> **Problem details**
Lines with the word "never" are the answer; copy each of them from the data below.

_ _ _

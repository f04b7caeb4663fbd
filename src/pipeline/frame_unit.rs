//! The record that carries one frame (or the end-of-stream sentinel)
//! between stages.

/// One compressed or decoded frame in flight between two stages.
///
/// A unit is owned by exactly one stage at a time; queues move it, they
/// never share it.
#[derive(Debug, PartialEq, Eq)]
pub struct FrameUnit {
    /// Frame payload; empty for the sentinel
    data: Vec<u8>,

    /// Original frame number assigned by the source stage
    timestamp: u64,

    /// End-of-stream marker
    end_of_stream: bool,

    /// Number of stages that have processed this unit
    handled: u32,
}

impl FrameUnit {
    /// Create a unit holding a frame payload
    pub fn new(data: Vec<u8>, timestamp: u64) -> Self {
        Self {
            data,
            timestamp,
            end_of_stream: false,
            handled: 0,
        }
    }

    /// Copy a borrowed buffer into a new unit
    pub fn copy_from(data: &[u8], timestamp: u64) -> Self {
        Self::new(data.to_vec(), timestamp)
    }

    /// Create the end-of-stream sentinel. It never carries a payload.
    pub fn end_of_stream(timestamp: u64) -> Self {
        Self {
            data: Vec::new(),
            timestamp,
            end_of_stream: true,
            handled: 0,
        }
    }

    /// Payload bytes
    pub fn data(&self) -> &[u8] {
        &self.data
    }

    /// Payload length in bytes
    pub fn len(&self) -> usize {
        self.data.len()
    }

    /// Check if the payload is empty
    pub fn is_empty(&self) -> bool {
        self.data.is_empty()
    }

    /// Frame number tag
    pub fn timestamp(&self) -> u64 {
        self.timestamp
    }

    /// Check if this is the sentinel
    pub fn is_end_of_stream(&self) -> bool {
        self.end_of_stream
    }

    /// Record that a stage processed this unit
    pub fn mark_handled(&mut self) {
        self.handled += 1;
    }

    /// Times this unit was processed
    pub fn handled(&self) -> u32 {
        self.handled
    }
}
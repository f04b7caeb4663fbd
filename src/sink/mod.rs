//! Destinations for decoded frames
//!
//! Decoded payloads are persisted as a flat file: frames back to back in
//! original frame order, with no header or framing.

mod file_sink;

pub use file_sink::FileSink;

_ _ _

> **Solution**
/// never share it.
    /// Create the end-of-stream sentinel. It never carries a payload.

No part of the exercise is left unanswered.